Capital Stock” means, with respect to any Person, any shares or other equivalents (however designated) of any class of corporate stock or partnership interests or any other participations, rights, warrants, options or other interests in the nature of an equity interest in such Person, including preferred stock, but excluding any debt security convertible or exchangeable into such equity interest.
 
Consolidated Net Income” means the consolidated net income of the Company determined in accordance with GAAP as reflected in the SEC Documents.

Consolidated Net Worth means the consolidated net worth of the Company determined in accordance with GAAP as reflected in the SEC Documents.

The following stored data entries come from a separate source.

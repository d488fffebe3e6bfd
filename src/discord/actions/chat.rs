// Conversational reply through the chat-completion endpoint, with the
// service-side rolling history for this channel.

use super::reply_chunked;
use crate::discord::{Data, Error};
use poise::serenity_prelude as serenity;

pub async fn run(
    ctx: &serenity::Context,
    data: &Data,
    message: &serenity::Message,
) -> Result<(), Error> {
    let _ = message.channel_id.broadcast_typing(&ctx.http).await;

    match data
        .openai
        .chat_reply(
            message.channel_id.get(),
            &message.author.name,
            &message.content,
        )
        .await
    {
        Ok(answer) => {
            reply_chunked(
                ctx,
                message,
                "🤖 Assistant",
                &answer,
                false,
                data.config.limits.max_message_length,
            )
            .await?;
        }
        Err(e) => {
            tracing::error!("chat reply failed: {e}");
            message
                .reply(&ctx.http, format!("The assistant ran into a problem: {e}"))
                .await?;
        }
    }

    Ok(())
}
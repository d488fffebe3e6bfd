pub mod collection_guard;
pub mod export_models;
pub mod render;

pub use collection_guard::CollectionGuard;
pub use export_models::{HistoryRecord, MemberRecord};
pub use render::{
    history_json, history_text, member_csv, member_text, sanitize_filename, UploadDecision,
};
// Status-marker reactions the bot leaves on the message it is working on:
// ⏳ while busy, then ✅ or ❌.

use crate::core::config::BotConfig;
use poise::serenity_prelude as serenity;
use serenity::ReactionType;

fn unicode(symbol: &str) -> ReactionType {
    ReactionType::Unicode(symbol.to_string())
}

/// Add the processing marker. Marker failures are logged and ignored; they
/// must never abort the action itself.
pub async fn mark_processing(
    ctx: &serenity::Context,
    message: &serenity::Message,
    config: &BotConfig,
) {
    if let Err(e) = message.react(&ctx.http, unicode(&config.emojis.processing)).await {
        tracing::warn!("failed to add processing marker: {e}");
    }
}

/// Swap the processing marker for the outcome marker.
pub async fn mark_outcome(
    ctx: &serenity::Context,
    message: &serenity::Message,
    config: &BotConfig,
    success: bool,
) {
    if let Err(e) = message
        .delete_reaction(&ctx.http, None, unicode(&config.emojis.processing))
        .await
    {
        tracing::debug!("failed to remove processing marker: {e}");
    }

    let outcome = if success {
        &config.emojis.success
    } else {
        &config.emojis.error
    };
    if let Err(e) = message.react(&ctx.http, unicode(outcome)).await {
        tracing::warn!("failed to add outcome marker: {e}");
    }
}

/// Invite a human to trigger a capability by pre-adding its emoji.
pub async fn invite_reaction(
    ctx: &serenity::Context,
    message: &serenity::Message,
    symbol: &str,
) {
    if let Err(e) = message.react(&ctx.http, unicode(symbol)).await {
        tracing::warn!("failed to add invite reaction {symbol}: {e}");
    }
}
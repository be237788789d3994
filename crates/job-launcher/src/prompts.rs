//! Prompt answering table.
//!
//! Maps prompt patterns seen on the child's terminal to the secret that
//! answers them. Entries are tried in insertion order.

use job_core::model::ASK;
use regex::Regex;

use crate::error::{LaunchError, LaunchResult};

pub const SSH_KEY_UNLOCK: &[&str] = &[r"Enter passphrase for .*:\s*$"];
pub const BAD_PASSPHRASE: &str = r"Bad passphrase, try again for .*:\s*$";
pub const SSH_PASSWORD: &[&str] = &[r"SSH password:\s*$", r"^Password:\s*$"];
pub const BECOME_PASSWORD: &[&str] = &[
    r"BECOME password.*:\s*$",
    r"(?i)\[?sudo\]? password.*:\s*$",
    r"SU password.*:\s*$",
];
pub const VAULT_PASSWORD: &[&str] = &[r"Vault password:\s*$"];
pub const SCM_USERNAME: &[&str] = &[r"Username for.*:\s*$"];
pub const SCM_PASSWORD: &[&str] = &[r"Password for.*:\s*$"];

#[derive(Debug, Default)]
pub struct PasswordTable {
    entries: Vec<(Regex, String)>,
}

impl PasswordTable {
    pub fn new() -> Self {
        Self::default()
    }

    /// Answer every prompt in `patterns` with `answer`.
    pub fn add(&mut self, patterns: &[&str], answer: &str) -> LaunchResult<()> {
        for pattern in patterns {
            let regex = Regex::new(pattern)
                .map_err(|e| LaunchError::Invalid(format!("bad prompt pattern {}: {}", pattern, e)))?;
            self.entries.push((regex, answer.to_string()));
        }
        Ok(())
    }

    /// Add `field`'s value if set. A value still holding the launch-time
    /// sentinel aborts the launch.
    pub fn add_secret(
        &mut self,
        field: &str,
        value: Option<&str>,
        patterns: &[&str],
    ) -> LaunchResult<()> {
        match value {
            Some(ASK) => Err(LaunchError::NeedsInput(field.to_string())),
            Some(value) if !value.is_empty() => self.add(patterns, value),
            _ => Ok(()),
        }
    }

    /// Answer for the current partial line, if any prompt matches.
    pub fn answer_for(&self, pending_line: &str) -> Option<&str> {
        self.entries
            .iter()
            .find(|(regex, _)| regex.is_match(pending_line))
            .map(|(_, answer)| answer.as_str())
    }

    /// Every secret value in the table, for masking captured output.
    pub fn secrets(&self) -> impl Iterator<Item = &str> {
        self.entries
            .iter()
            .map(|(_, answer)| answer.as_str())
            .filter(|a| !a.is_empty())
    }

    pub fn len(&self) -> usize {
        self.entries.len()
    }

    pub fn is_empty(&self) -> bool {
        self.entries.is_empty()
    }
}

#[cfg(test)]
mod tests {
    use super::*;

    #[test]
    fn test_matches_partial_prompt_line() {
        let mut table = PasswordTable::new();
        table.add(SSH_PASSWORD, "hunter2").unwrap();
        table.add(VAULT_PASSWORD, "vault-secret").unwrap();

        assert_eq!(table.answer_for("SSH password: "), Some("hunter2"));
        assert_eq!(table.answer_for("Vault password:"), Some("vault-secret"));
        assert_eq!(table.answer_for("PLAY [all] ****"), None);
        assert_eq!(table.answer_for("SSH password: typed"), None);
    }

    #[test]
    fn test_first_entry_wins() {
        let mut table = PasswordTable::new();
        table.add(&[BAD_PASSPHRASE], "").unwrap();
        table.add(SSH_KEY_UNLOCK, "unlock").unwrap();

        assert_eq!(table.answer_for("Bad passphrase, try again for /tmp/key:"), Some(""));
        assert_eq!(table.answer_for("Enter passphrase for /tmp/key: "), Some("unlock"));
    }

    #[test]
    fn test_deferred_secret_needs_input() {
        let mut table = PasswordTable::new();
        let err = table
            .add_secret("become_password", Some(ASK), BECOME_PASSWORD)
            .unwrap_err();
        assert!(matches!(err, LaunchError::NeedsInput(field) if field == "become_password"));
    }

    #[test]
    fn test_unset_secrets_are_skipped() {
        let mut table = PasswordTable::new();
        table.add_secret("password", None, SSH_PASSWORD).unwrap();
        table.add_secret("password", Some(""), SSH_PASSWORD).unwrap();
        assert!(table.is_empty());

        table.add_secret("become_password", Some("s3cret"), BECOME_PASSWORD).unwrap();
        assert_eq!(table.answer_for("[sudo] password for deploy: "), Some("s3cret"));
        assert_eq!(table.secrets().collect::<Vec<_>>(), vec!["s3cret"; 3]);
    }
}
//! Scheduler daemon configuration.

use std::time::Duration;

use serde::Deserialize;

/// Scheduler configuration loaded from environment variables.
///
/// Environment variables are prefixed with `SCHEDULER_`:
/// - `SCHEDULER_CAPACITY`: Total task impact admitted concurrently (default: 200)
/// - `SCHEDULER_REBUILD_INTERVAL_SECS`: Forced rebuild interval (default: 60)
/// - `SCHEDULER_POLL_INTERVAL_MS`: Control channel poll cadence (default: 100)
/// - `SCHEDULER_NATS_URL`: NATS server; control and notifications are local-only when unset
/// - `SCHEDULER_CONTROL_SUBJECT`: Control request subject (default: "jobs.scheduler.control")
/// - `SCHEDULER_STATUS_SUBJECT`: Status notification subject (default: "jobs.status")
/// - `SCHEDULER_START_PAUSED`: Start with admission paused (default: false)
#[derive(Debug, Clone, Deserialize)]
pub struct SchedulerConfig {
    #[serde(default = "default_capacity")]
    pub capacity: u32,

    #[serde(default = "default_rebuild_interval_secs")]
    pub rebuild_interval_secs: u64,

    #[serde(default = "default_poll_interval_ms")]
    pub poll_interval_ms: u64,

    #[serde(default)]
    pub nats_url: Option<String>,

    #[serde(default = "default_control_subject")]
    pub control_subject: String,

    #[serde(default = "default_status_subject")]
    pub status_subject: String,

    #[serde(default)]
    pub start_paused: bool,
}

fn default_capacity() -> u32 {
    200
}

fn default_rebuild_interval_secs() -> u64 {
    60
}

fn default_poll_interval_ms() -> u64 {
    100
}

fn default_control_subject() -> String {
    "jobs.scheduler.control".to_string()
}

fn default_status_subject() -> String {
    job_core::notify::DEFAULT_STATUS_SUBJECT.to_string()
}

impl SchedulerConfig {
    /// Load configuration from `SCHEDULER_`-prefixed environment variables.
    pub fn from_env() -> Result<Self, envy::Error> {
        envy::prefixed("SCHEDULER_").from_env::<SchedulerConfig>()
    }

    pub fn rebuild_interval(&self) -> Duration {
        Duration::from_secs(self.rebuild_interval_secs)
    }

    pub fn poll_interval(&self) -> Duration {
        Duration::from_millis(self.poll_interval_ms)
    }
}

impl Default for SchedulerConfig {
    fn default() -> Self {
        Self {
            capacity: default_capacity(),
            rebuild_interval_secs: default_rebuild_interval_secs(),
            poll_interval_ms: default_poll_interval_ms(),
            nats_url: None,
            control_subject: default_control_subject(),
            status_subject: default_status_subject(),
            start_paused: false,
        }
    }
}

#[cfg(test)]
mod tests {
    use super::*;

    #[test]
    fn test_config_default() {
        let config = SchedulerConfig::default();
        assert_eq!(config.capacity, 200);
        assert_eq!(config.rebuild_interval(), Duration::from_secs(60));
        assert_eq!(config.poll_interval(), Duration::from_millis(100));
        assert!(config.nats_url.is_none());
    }

    #[test]
    fn test_from_prefixed_vars() {
        let vars = vec![
            ("SCHEDULER_CAPACITY".to_string(), "50".to_string()),
            ("SCHEDULER_NATS_URL".to_string(), "nats://nats:4222".to_string()),
        ];
        let config: SchedulerConfig = envy::prefixed("SCHEDULER_").from_iter(vars).unwrap();
        assert_eq!(config.capacity, 50);
        assert_eq!(config.nats_url.as_deref(), Some("nats://nats:4222"));
        assert_eq!(config.control_subject, "jobs.scheduler.control");
    }
}
//! Job record store.
//!
//! The store is the single source of truth for task status and cancel flags.
//! Neither the scheduler nor the launcher caches status across iterations;
//! both re-read it through this trait.

mod memory;
mod postgres;

pub use memory::MemoryJobStore;
pub use postgres::PgJobStore;

use async_trait::async_trait;
use chrono::{DateTime, Utc};

use crate::error::StoreResult;
use crate::model::{NewTask, TargetRef, TargetState, TaskId, TaskNode, TaskStatus, TaskUpdate};

/// Durable store of task records.
#[async_trait]
pub trait JobStore: Send + Sync {
    /// All tasks in `new`, `waiting`, `pending` or `running`, oldest first.
    async fn list_active(&self) -> StoreResult<Vec<TaskNode>>;

    async fn get(&self, id: TaskId) -> StoreResult<TaskNode>;

    async fn insert(&self, task: NewTask) -> StoreResult<TaskNode>;

    /// Apply a field-level update and return the updated record.
    async fn update(&self, id: TaskId, update: TaskUpdate) -> StoreResult<TaskNode>;

    /// Aggregates of a target, if it has ever been recorded.
    async fn target_state(&self, target: TargetRef) -> StoreResult<Option<TargetState>>;

    /// Fold one finished run into a target's aggregates.
    async fn record_target_run(
        &self,
        target: TargetRef,
        status: TaskStatus,
        finished: DateTime<Utc>,
    ) -> StoreResult<TargetState>;
}
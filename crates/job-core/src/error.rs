//! Error types for job record storage.

use thiserror::Error;

use crate::model::{TaskId, TaskStatus};

/// Errors returned by a [`JobStore`](crate::store::JobStore).
#[derive(Debug, Error)]
pub enum StoreError {
    /// No record with this id.
    #[error("Task not found: {0}")]
    NotFound(TaskId),

    /// Concurrent write conflict (serialization failure, deadlock).
    #[error("Write conflict: {0}")]
    Conflict(String),

    /// The store could not be reached.
    #[error("Store unavailable: {0}")]
    Unavailable(String),

    /// The requested status change would move the task backwards.
    #[error("Invalid status transition for task {id}: {from} -> {to}")]
    InvalidTransition {
        id: TaskId,
        from: TaskStatus,
        to: TaskStatus,
    },

    /// A compare-and-set update found a different status than expected.
    #[error("Unexpected status for task {id}: expected {expected}, found {found}")]
    StatusMismatch {
        id: TaskId,
        expected: TaskStatus,
        found: TaskStatus,
    },

    /// A stored record could not be decoded.
    #[error("Corrupt record {id}: {reason}")]
    Corrupt { id: TaskId, reason: String },

    /// Any other database error.
    #[error("Database error: {0}")]
    Database(sqlx::Error),

    /// JSON serialization error.
    #[error("Serialization error: {0}")]
    Serialization(#[from] serde_json::Error),
}

impl StoreError {
    /// Whether retrying the same operation later may succeed.
    pub fn is_transient(&self) -> bool {
        matches!(self, StoreError::Conflict(_) | StoreError::Unavailable(_))
    }
}

/// PostgreSQL SQLSTATE codes worth retrying.
const SERIALIZATION_FAILURE: &str = "40001";
const DEADLOCK_DETECTED: &str = "40P01";

impl From<sqlx::Error> for StoreError {
    fn from(err: sqlx::Error) -> Self {
        match &err {
            sqlx::Error::Database(db) => match db.code().as_deref() {
                Some(SERIALIZATION_FAILURE) | Some(DEADLOCK_DETECTED) => {
                    StoreError::Conflict(db.message().to_string())
                }
                _ => StoreError::Database(err),
            },
            sqlx::Error::PoolTimedOut | sqlx::Error::PoolClosed | sqlx::Error::Io(_) => {
                StoreError::Unavailable(err.to_string())
            }
            _ => StoreError::Database(err),
        }
    }
}

/// Result type alias using StoreError.
pub type StoreResult<T> = Result<T, StoreError>;

#[cfg(test)]
mod tests {
    use super::*;

    #[test]
    fn test_transient_classification() {
        assert!(StoreError::Conflict("deadlock".into()).is_transient());
        assert!(StoreError::Unavailable("pool closed".into()).is_transient());
        assert!(!StoreError::NotFound(7).is_transient());
    }

    #[test]
    fn test_pool_timeout_is_unavailable() {
        let err: StoreError = sqlx::Error::PoolTimedOut.into();
        assert!(matches!(err, StoreError::Unavailable(_)));
    }

    #[test]
    fn test_transition_display() {
        let err = StoreError::InvalidTransition {
            id: 3,
            from: TaskStatus::Running,
            to: TaskStatus::Waiting,
        };
        assert_eq!(
            err.to_string(),
            "Invalid status transition for task 3: running -> waiting"
        );
    }
}
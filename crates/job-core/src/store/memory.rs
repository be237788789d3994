//! In-memory job store.

use std::collections::{BTreeMap, HashMap};
use std::sync::Arc;

use async_trait::async_trait;
use chrono::{DateTime, Utc};
use tokio::sync::RwLock;

use super::JobStore;
use crate::error::{StoreError, StoreResult};
use crate::model::{NewTask, TargetRef, TargetState, TaskId, TaskNode, TaskStatus, TaskUpdate};

#[derive(Default)]
struct Inner {
    next_id: TaskId,
    tasks: BTreeMap<TaskId, TaskNode>,
    targets: HashMap<TargetRef, TargetState>,
    /// Number of upcoming updates to reject with a write conflict.
    injected_conflicts: u32,
}

/// Job store kept in process memory.
///
/// Used by tests and single-node setups; clones share the same records.
#[derive(Clone, Default)]
pub struct MemoryJobStore {
    inner: Arc<RwLock<Inner>>,
}

impl MemoryJobStore {
    pub fn new() -> Self {
        Self::default()
    }

    /// Reject the next `count` updates with [`StoreError::Conflict`].
    pub async fn inject_conflicts(&self, count: u32) {
        self.inner.write().await.injected_conflicts = count;
    }

    /// Snapshot of every record, including terminal ones.
    pub async fn all(&self) -> Vec<TaskNode> {
        self.inner.read().await.tasks.values().cloned().collect()
    }
}

#[async_trait]
impl JobStore for MemoryJobStore {
    async fn list_active(&self) -> StoreResult<Vec<TaskNode>> {
        let inner = self.inner.read().await;
        let mut active: Vec<TaskNode> = inner
            .tasks
            .values()
            .filter(|t| t.status.is_active())
            .cloned()
            .collect();
        active.sort_by(|a, b| a.created.cmp(&b.created).then(a.id.cmp(&b.id)));
        Ok(active)
    }

    async fn get(&self, id: TaskId) -> StoreResult<TaskNode> {
        self.inner
            .read()
            .await
            .tasks
            .get(&id)
            .cloned()
            .ok_or(StoreError::NotFound(id))
    }

    async fn insert(&self, task: NewTask) -> StoreResult<TaskNode> {
        let mut inner = self.inner.write().await;
        inner.next_id += 1;
        let node = task.into_node(inner.next_id, Utc::now());
        inner.tasks.insert(node.id, node.clone());
        Ok(node)
    }

    async fn update(&self, id: TaskId, update: TaskUpdate) -> StoreResult<TaskNode> {
        let mut inner = self.inner.write().await;
        if inner.injected_conflicts > 0 {
            inner.injected_conflicts -= 1;
            return Err(StoreError::Conflict(format!(
                "injected conflict updating task {}",
                id
            )));
        }

        let node = inner.tasks.get_mut(&id).ok_or(StoreError::NotFound(id))?;
        let mut updated = node.clone();
        update.apply_to(&mut updated)?;
        *node = updated.clone();
        Ok(updated)
    }

    async fn target_state(&self, target: TargetRef) -> StoreResult<Option<TargetState>> {
        Ok(self.inner.read().await.targets.get(&target).cloned())
    }

    async fn record_target_run(
        &self,
        target: TargetRef,
        status: TaskStatus,
        finished: DateTime<Utc>,
    ) -> StoreResult<TargetState> {
        let mut inner = self.inner.write().await;
        let state = inner.targets.entry(target).or_default();
        state.record(status, finished);
        Ok(state.clone())
    }
}
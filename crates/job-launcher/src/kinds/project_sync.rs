use std::collections::BTreeMap;
use std::path::PathBuf;

use async_trait::async_trait;
use job_core::{JobStore, StoreResult, TargetRef, TaskNode};
use serde_json::json;

use super::{extra_vars_file, require, KindProfile, LaunchContext};
use crate::error::{LaunchError, LaunchResult};
use crate::prompts::{self, PasswordTable};

/// Refreshes a project checkout by running the sync playbook locally.
pub struct ProjectSyncProfile;

#[async_trait]
impl KindProfile for ProjectSyncProfile {
    fn validate(&self, task: &TaskNode) -> LaunchResult<()> {
        if task.spec.project_id.is_none() {
            return Err(LaunchError::Invalid("project_id is required".to_string()));
        }
        require(task.spec.scm_url.as_deref(), "scm_url")?;
        require(task.spec.project_path.as_deref(), "project_path")?;
        Ok(())
    }

    fn passwords(&self, task: &TaskNode) -> LaunchResult<PasswordTable> {
        let mut table = PasswordTable::new();
        let Some(credential) = task.spec.credential.as_ref() else {
            return Ok(table);
        };
        table.add(&[prompts::BAD_PASSPHRASE], "")?;
        table.add_secret("ssh_key_unlock", credential.ssh_key_unlock.as_deref(), prompts::SSH_KEY_UNLOCK)?;
        if let Some(username) = credential.username.as_deref() {
            table.add(prompts::SCM_USERNAME, username)?;
        }
        table.add_secret("password", credential.password.as_deref(), prompts::SCM_PASSWORD)?;
        Ok(table)
    }

    fn args(&self, ctx: &LaunchContext<'_>) -> LaunchResult<Vec<String>> {
        let spec = &ctx.task.spec;
        let vars = json!({
            "project_path": require(spec.project_path.as_deref(), "project_path")?,
            "scm_url": require(spec.scm_url.as_deref(), "scm_url")?,
            "scm_type": spec.scm_type.as_deref().unwrap_or("git"),
            "scm_branch": spec.scm_branch.as_deref().unwrap_or(""),
            "scm_clean": spec.scm_clean,
        });

        Ok(vec![
            ctx.config.playbook_command.clone(),
            "-i".to_string(),
            "localhost,".to_string(),
            "-c".to_string(),
            "local".to_string(),
            "-e".to_string(),
            extra_vars_file(ctx, &vars)?,
            ctx.config.project_sync_playbook.clone(),
        ])
    }

    fn env(&self, _ctx: &LaunchContext<'_>) -> BTreeMap<String, String> {
        // Never let git fall back to asking on a terminal we do not answer.
        BTreeMap::from([("GIT_TERMINAL_PROMPT".to_string(), "0".to_string())])
    }

    fn cwd(&self, ctx: &LaunchContext<'_>) -> PathBuf {
        ctx.scratch.path().to_path_buf()
    }

    async fn post_run(&self, store: &dyn JobStore, task: &TaskNode) -> StoreResult<()> {
        if let (Some(project_id), Some(finished)) = (task.spec.project_id, task.finished) {
            store
                .record_target_run(TargetRef::Project(project_id), task.status, finished)
                .await?;
        }
        Ok(())
    }
}

#[cfg(test)]
mod tests {
    use super::*;
    use crate::config::LauncherConfig;
    use crate::kinds::tests::task;
    use crate::scratch::ScratchSpace;
    use job_core::{Credential, MemoryJobStore, TaskKind, TaskSpec, TaskStatus};

    fn spec() -> TaskSpec {
        TaskSpec {
            project_id: Some(7),
            scm_url: Some("https://git.example.com/playbooks.git".to_string()),
            project_path: Some("/srv/projects/7".to_string()),
            credential: Some(Credential {
                username: Some("deploy".to_string()),
                password: Some("t0ken".to_string()),
                ..Default::default()
            }),
            ..Default::default()
        }
    }

    #[test]
    fn test_scm_prompts() {
        let task = task(TaskKind::ProjectSync, spec());
        let table = ProjectSyncProfile.passwords(&task).unwrap();
        assert_eq!(table.answer_for("Username for 'https://git.example.com': "), Some("deploy"));
        assert_eq!(table.answer_for("Password for 'https://deploy@git.example.com': "), Some("t0ken"));
    }

    #[test]
    fn test_sync_vars_are_not_in_args() {
        let task = task(TaskKind::ProjectSync, spec());
        let scratch = ScratchSpace::new(None, "sync-test-").unwrap();
        let config = LauncherConfig::default();
        let ctx = LaunchContext { task: &task, config: &config, scratch: &scratch };

        let args = ProjectSyncProfile.args(&ctx).unwrap();
        assert_eq!(args.last().unwrap(), "project_update.yml");
        assert!(!args.iter().any(|a| a.contains("git.example.com")));
        assert_eq!(ProjectSyncProfile.cwd(&ctx), scratch.path());
    }

    #[tokio::test]
    async fn test_post_run_records_project() {
        let store = MemoryJobStore::new();
        let mut task = task(TaskKind::ProjectSync, spec());
        task.status = TaskStatus::Successful;
        task.finished = Some(chrono::Utc::now());

        ProjectSyncProfile.post_run(&store, &task).await.unwrap();
        let state = store.target_state(TargetRef::Project(7)).await.unwrap().unwrap();
        assert_eq!(state.last_status, Some(TaskStatus::Successful));
    }
}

Fiscal Quarter” means each of the three month periods ending on March 31, June 30, September 30 and December 31.
 
Intangible Assets shall mean as of the date of any determination thereof the total amount of all assets of the Company and its Subsidiaries classified as goodwill, patents, trade names, trademarks, copyrights, franchises, experimental expense, organization expense, unamortized debt discount and expense, deferred assets other than prepaid insurance and prepaid taxes, the excess of cost of shares acquired over book value of related assets and such other assets as are properly classified as “intangible assets” in accordance with GAAP.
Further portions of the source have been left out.